Il neuropsichiatra dell’infanzia Stefano Vicari spiega i rischi dell’utilizzo di social e internet da parte di giovani in età inferiore ai 12 anni.
Lasciare i propri bambini da soli e con la piena libertà di navigare su internet e sui social network attraverso uno smartphone? Mai. A consigliarlo ai genitori è il responsabile di Neuropsichiatria dell’Infanzia e dell’Adolescenza dell’ospedale pediatrico Bambino Gesù di Roma, Stefano Vicari, che in un’intervista al quotidiano La Repubblica prova ad offrire il proprio punto di vista ed il proprio contributo a partire dalla drammatica vicenda di Antonella Sicomero, la bambina di 10 anni morta a Palermo probabilmente a causa di una sfida raccolta attraverso il social Tik Tok.
“Un genitore lascerebbe mai un bambino attraversare la strada da solo a 10 anni? Per il cellulare vale la stessa regola“, spiega Vicari, ricorrendo ad una metafora forte tanto quanto chiara. “Tutti noi adulti dobbiamo essere consapevoli che nella maggior parte dei casi le letture e le interpretazioni che un bambino dà di ciò che vede sui social sono dannose“, prosegue ancora il neuropsichiatra, che sottolinea come – per i genitori con figli ancora piccoli – la raccomandazione sia “sempre la stessa: verificare l’uso che i bambini fanno degli smartphone“. Senza lasciare loro piena libertà di muoversi nella rete, dove messaggi e comunicazioni fuorvianti e pericolosi possono essere all’ordine del giorno. “Negli Usa le linee guida dei pediatri richiedono che i bambini non vedano la televisione da soli prima dei 5 anni e non utilizzino uno smartphone prima dei 12. Le insidie sono reali e sconosciute per noi adulti“, dice ancora Vicari.
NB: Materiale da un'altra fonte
//! Port ingestion

use tracing::debug;

use crate::errors::TrackerError;
use crate::models::{PortRecord, PortRow, RoutePoint};

impl TryFrom<PortRow> for PortRecord {
    type Error = TrackerError;

    fn try_from(row: PortRow) -> Result<Self, Self::Error> {
        match row {
            PortRow {
                name: Some(name),
                lat: Some(lat),
                lon: Some(lon),
            } => Ok(PortRecord::new(name, RoutePoint::new(lon, lat))),
            _ => Err(TrackerError::malformed("incomplete port row")),
        }
    }
}

/// Keep every complete port row, in input order
///
/// Rows without a name or with a missing coordinate are skipped. Ports
/// sharing a name are all kept.
pub fn ingest_ports<I>(rows: I) -> Vec<PortRecord>
where
    I: IntoIterator<Item = PortRow>,
{
    rows.into_iter()
        .filter_map(|row| match PortRecord::try_from(row) {
            Ok(port) => Some(port),
            Err(e) => {
                debug!("Skipping port row: {}", e);
                None
            }
        })
        .collect()
}
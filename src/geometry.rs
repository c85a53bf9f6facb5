//! GeoJSON encodings used for persistence and the HTTP API.
//!
//! Positions are always `[longitude, latitude]`.

use geojson::{Feature, Geometry, JsonObject, JsonValue, Value};

use crate::errors::TrackerError;
use crate::models::{PortRecord, RoutePoint};

const PORT_NAME: &str = "port_name";

fn position(point: &RoutePoint) -> Vec<f64> {
    vec![point.lon, point.lat]
}

fn route_point(position: &[f64]) -> Result<RoutePoint, TrackerError> {
    match position {
        [lon, lat, ..] => Ok(RoutePoint::new(*lon, *lat)),
        _ => Err(TrackerError::InvalidGeometry(format!(
            "position needs two coordinates, got {}",
            position.len()
        ))),
    }
}

/// Segment as a LineString geometry
pub fn to_line_string(points: &[RoutePoint]) -> Geometry {
    Geometry::new(Value::LineString(points.iter().map(position).collect()))
}

/// Route points of a LineString geometry
pub fn from_line_string(geometry: &Geometry) -> Result<Vec<RoutePoint>, TrackerError> {
    match &geometry.value {
        Value::LineString(positions) => positions.iter().map(|p| route_point(p)).collect(),
        _ => Err(TrackerError::InvalidGeometry(
            "expected a LineString".to_string(),
        )),
    }
}

impl From<PortRecord> for Feature {
    fn from(port: PortRecord) -> Self {
        let mut properties = JsonObject::new();
        properties.insert(PORT_NAME.to_string(), JsonValue::String(port.name));

        Feature {
            bbox: None,
            geometry: Some(Geometry::new(Value::Point(position(&port.position)))),
            id: None,
            properties: Some(properties),
            foreign_members: None,
        }
    }
}

impl TryFrom<Feature> for PortRecord {
    type Error = TrackerError;

    fn try_from(feature: Feature) -> Result<Self, Self::Error> {
        let name = match feature.property(PORT_NAME) {
            Some(JsonValue::String(name)) => name.clone(),
            _ => {
                return Err(TrackerError::InvalidGeometry(
                    "port feature without port_name".to_string(),
                ))
            }
        };
        let position = match feature.geometry.map(|g| g.value) {
            Some(Value::Point(position)) => route_point(&position)?,
            _ => {
                return Err(TrackerError::InvalidGeometry(
                    "port feature without point geometry".to_string(),
                ))
            }
        };

        Ok(PortRecord::new(name, position))
    }
}

/// `serde(with)` adapter storing a segment as a LineString geometry
pub mod line_string {
    use geojson::Geometry;
    use serde::{de, Deserialize, Deserializer, Serialize, Serializer};

    use crate::models::RoutePoint;

    pub fn serialize<S>(points: &[RoutePoint], serializer: S) -> Result<S::Ok, S::Error>
    where
        S: Serializer,
    {
        super::to_line_string(points).serialize(serializer)
    }

    pub fn deserialize<'de, D>(deserializer: D) -> Result<Vec<RoutePoint>, D::Error>
    where
        D: Deserializer<'de>,
    {
        let geometry = Geometry::deserialize(deserializer)?;
        super::from_line_string(&geometry).map_err(de::Error::custom)
    }
}

#[cfg(test)]
mod tests {
    use super::*;
    use crate::models::{VesselName, VesselTrack};

    #[test]
    fn segment_round_trip_is_exact() {
        let points = vec![
            RoutePoint::new(4.481234567890123, 51.92000000000001),
            RoutePoint::new(-0.1, 0.30000000000000004),
            RoutePoint::new(179.99999999999997, -89.123456789),
        ];
        let json = serde_json::to_string(&to_line_string(&points)).unwrap();
        let parsed: Geometry = serde_json::from_str(&json).unwrap();

        assert_eq!(from_line_string(&parsed).unwrap(), points);
    }

    #[test]
    fn track_encodes_segments_as_line_strings() {
        let track = VesselTrack {
            vessel: VesselName::try_from("ALPHA").unwrap(),
            recent_segment: vec![RoutePoint::new(1.0, 2.0), RoutePoint::new(3.0, 4.0)],
            prior_segment: Vec::new(),
        };

        let value = serde_json::to_value(&track).unwrap();
        assert_eq!(value["vessel"], "ALPHA");
        assert_eq!(value["recent_segment"]["type"], "LineString");
        assert_eq!(
            value["recent_segment"]["coordinates"],
            serde_json::json!([[1.0, 2.0], [3.0, 4.0]])
        );
        assert_eq!(value["prior_segment"]["type"], "LineString");
        assert_eq!(value["prior_segment"]["coordinates"], serde_json::json!([]));

        let parsed: VesselTrack = serde_json::from_value(value).unwrap();
        assert_eq!(parsed, track);
    }

    #[test]
    fn line_string_rejects_other_geometry() {
        let point = Geometry::new(Value::Point(vec![1.0, 2.0]));
        assert!(matches!(
            from_line_string(&point),
            Err(TrackerError::InvalidGeometry(_))
        ));

        let short = Geometry::new(Value::LineString(vec![vec![1.0]]));
        assert!(from_line_string(&short).is_err());
    }

    #[test]
    fn port_encodes_as_point_feature() {
        let port = PortRecord::new("Rotterdam", RoutePoint::new(4.48, 51.92));

        let value = serde_json::to_value(&port).unwrap();
        assert_eq!(value["type"], "Feature");
        assert_eq!(value["geometry"]["type"], "Point");
        assert_eq!(
            value["geometry"]["coordinates"],
            serde_json::json!([4.48, 51.92])
        );
        assert_eq!(value["properties"]["port_name"], "Rotterdam");

        let parsed: PortRecord = serde_json::from_value(value).unwrap();
        assert_eq!(parsed, port);
    }

    #[test]
    fn port_feature_requires_name() {
        let feature = Feature {
            bbox: None,
            geometry: Some(Geometry::new(Value::Point(vec![4.48, 51.92]))),
            id: None,
            properties: None,
            foreign_members: None,
        };
        assert!(PortRecord::try_from(feature).is_err());
    }
}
In questi giorni, la vicenda di Palermo ha scatenato una miriade di commenti e valutazioni, spesso affrettate e non sufficientemente documentate – oltre che quasi sempre poco rispettose del dolore dei familiari della piccola Antonella. “Non possiamo dire che i social siano la causa dell’autolesionismo“, precisa il medico del Bambino Gesù, “ma possono diventare strumento se non veicolo. Tra i giovani che vengono in cura da noi abbiamo registrato tanti casi di emulazione nati proprio dai social o più in generale da internet e ragazzi che si confrontano su quanti tagli si sono fatti sul corpo“.
Ad aggravare ulteriormente i pericoli e le insidie che, potenzialmente, la rete nasconde per le fasce più giovani della popolazione, è arrivata la pandemia, con le pesanti limitazioni alla libertà di movimento: più tempo passato in casa si traduce, nella stragrande maggioranza dei casi, in più tempo passato su internet e sui social: “Abbiamo registrato che l’uso dei cellulari e dei social è aumentato tantissimo in questi mesi“, conferma Vicari. “Molti nostri giovani pazienti ci raccontano che in questo periodo trascorrono ore intere sui social e questo ha un effetto dannoso sulla loro psiche“.
In generale, spiega ancora il neuropsichiatra, l’autolesionismo è un fenomeno particolarmente diffuso tra i giovani, tanto da riguardare in media un ragazzo su quatto, in Europa: “Il 25% dei giovani europei e il 20% degli italiani lo pratica. Per molti di loro la causa primaria è la depressione, ma anche l’angoscia, la noia, e il desiderio smodato di adrenalina“.
Tutti elementi amplificati dal difficile contesto imposto dalla crisi pandemica e che possono trovare, sui social network, canali di diffusione potentissimi, rendendo ancor più alto il rischio di emulazione. E probabilmente non è un caso che anche alcuni giganti della tecnologia – che proprio grazie allo sviluppo di internet e dei social network hanno costruito imperi economici – adottino regole ferree quando si tratta di regolamentare l’utilizzo di questi strumenti da parte dei loro figli. E’ il caso di Bill Gates, fondatore di Microsoft, che, come dichiarato in un’intervista a The Mirror, spiega di aver fissato orari in cui ai suoi ragazzi è sempre proibito l’utilizzo di dispositivi elettronici – durante i pasti e prima di andare a dormire. Inoltre, Gates non ha permesso ai propri figli “di utilizzarli prima dei 14 anni, nonostante si siano sempre lamentati di non essere ‘al passo’ con gli altri compagni“.